#8428: voice-call: add low-latency streaming infrastructure
channel: voice-call
stale
Cluster:
Voice Call Enhancements and Fixes
## Summary
Major improvements to the voice call extension for **faster response times**. Previously, users had to wait for the entire LLM response before hearing anything. Now, audio starts playing as soon as the AI generates its first sentence.
## What's New
### Faster Speech-to-Text (Deepgram Flux)

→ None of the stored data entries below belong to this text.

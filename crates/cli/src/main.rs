mod artifact;
mod commands;
mod context;
mod session;

use anyhow::{Context, Result};
use clap::error::{ContextKind, ContextValue, ErrorKind};
use clap::{ArgAction, Args, CommandFactory, Parser, Subcommand};
use std::io::IsTerminal;
use std::process::ExitCode;
use tracing_subscriber::{EnvFilter, fmt};
use vcn_registry_client::RegistryError;

use crate::commands::{TerminalConfirm, WriteOptions, WriteVerb};
use crate::context::AppContext;

#[derive(Parser)]
#[command(name = "vcn")]
#[command(version, about = "code signing in 1 simple step", long_about = None)]
struct Cli {
    #[command(subcommand)]
    command: Commands,
}

#[derive(Subcommand)]
enum Commands {
    /// Verify digital artifacts against the registry
    #[command(visible_alias = "v")]
    Verify(VerifyArgs),

    /// Sign a digital artifact's hash as trusted
    #[command(visible_alias = "s")]
    Sign(WriteArgs),

    /// Untrust a digital artifact
    #[command(visible_alias = "ut")]
    Untrust(WriteArgs),

    /// Unsupport a digital artifact
    Unsupport(WriteArgs),

    /// List your signed artifacts
    #[command(visible_alias = "l")]
    List,

    /// Sign in by storing a session token
    Login(LoginArgs),

    /// Open the dashboard in a browser
    #[command(visible_alias = "d")]
    Dashboard,
}

#[derive(Args)]
struct VerifyArgs {
    /// Files to verify (or content hashes with --hash)
    #[arg(value_name = "ASSET")]
    assets: Vec<String>,

    /// Treat the arguments as content hashes instead of files
    #[arg(long)]
    hash: bool,
}

#[derive(Args)]
struct WriteArgs {
    /// File path or type:reference of the artifact
    #[arg(value_name = "ARTIFACT")]
    artifact: Option<String>,

    /// Make the attestation publicly visible
    #[arg(short, long)]
    public: bool,

    /// Proceed without waiting for confirmation
    #[arg(
        short,
        long,
        default_value_t = true,
        action = ArgAction::Set,
        num_args = 0..=1,
        require_equals = true,
        default_missing_value = "true",
        value_name = "BOOL"
    )]
    quit: bool,

    /// Acknowledge the submission up front
    #[arg(short = 'y', long)]
    yes: bool,
}

impl WriteArgs {
    fn options(&self) -> WriteOptions {
        WriteOptions {
            public: self.public,
            quit: self.quit,
            acknowledge: self.yes,
        }
    }
}

#[derive(Args)]
struct LoginArgs {
    /// Session token (read from stdin when omitted)
    #[arg(long, value_name = "TOKEN")]
    token: Option<String>,
}

fn main() -> ExitCode {
    let _ = dotenvy::dotenv();
    init_tracing();

    let cli = match Cli::try_parse() {
        Ok(cli) => cli,
        Err(err) if err.kind() == ErrorKind::InvalidSubcommand => {
            return command_not_found(&err);
        }
        Err(err) => err.exit(),
    };

    match run(cli) {
        Ok(code) => code,
        Err(err) => exit_policy(&err),
    }
}

fn run(cli: Cli) -> Result<ExitCode> {
    let ctx = AppContext::from_env()?;
    tracing::trace!(
        version = env!("CARGO_PKG_VERSION"),
        stage = ctx.config.stage.name(),
        "vcn"
    );

    let rt = tokio::runtime::Builder::new_current_thread()
        .enable_all()
        .build()
        .context("failed to initialize async runtime")?;

    rt.block_on(async {
        match cli.command {
            Commands::Verify(args) => commands::verify(&ctx, &args.assets, args.hash).await,
            Commands::Sign(args) => write(&ctx, WriteVerb::Sign, &args).await,
            Commands::Untrust(args) => write(&ctx, WriteVerb::Untrust, &args).await,
            Commands::Unsupport(args) => write(&ctx, WriteVerb::Unsupport, &args).await,
            Commands::List => commands::list(&ctx).await,
            Commands::Login(args) => commands::login(&ctx, args.token),
            Commands::Dashboard => commands::dashboard(&ctx),
        }
    })
}

async fn write(ctx: &AppContext, verb: WriteVerb, args: &WriteArgs) -> Result<ExitCode> {
    commands::write(
        &ctx.client,
        verb,
        args.artifact.as_deref(),
        &args.options(),
        &TerminalConfirm,
    )
    .await
}

fn command_not_found(err: &clap::Error) -> ExitCode {
    let name = match err.get(ContextKind::InvalidSubcommand) {
        Some(ContextValue::String(name)) => name.as_str(),
        _ => "",
    };
    println!("No such command: {name}");
    if let Err(e) = Cli::command().print_help() {
        tracing::warn!("failed to print help: {e}");
    }
    ExitCode::SUCCESS
}

/// The one place that turns an error into a process exit.
fn exit_policy(err: &anyhow::Error) -> ExitCode {
    let auth_missing = err
        .chain()
        .filter_map(|e| e.downcast_ref::<RegistryError>())
        .any(RegistryError::is_auth_missing);

    if auth_missing {
        eprintln!("You need to be logged in.");
        eprintln!("Proceed by authenticating yourself using `vcn login`.");
        tracing::debug!("{err:#}");
        return ExitCode::FAILURE;
    }

    tracing::error!("{err:#}");
    eprintln!("error: {err:#}");
    ExitCode::FAILURE
}

fn init_tracing() {
    let filter = EnvFilter::try_from_default_env().unwrap_or_else(|_| EnvFilter::new("warn"));
    fmt()
        .with_env_filter(filter)
        .with_target(false)
        .with_writer(std::io::stderr)
        .with_ansi(std::io::stderr().is_terminal())
        .compact()
        .init();
}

- **Model-based end-of-turn detection**: Instead of waiting for silence (VAD), the model predicts when you've finished speaking
- **Speculative processing**: Starts generating a response *before* you finish speaking, then uses it immediately if the prediction was correct
- **Native telephony audio**: Accepts mu-law 8kHz directly from Twilio (no conversion overhead)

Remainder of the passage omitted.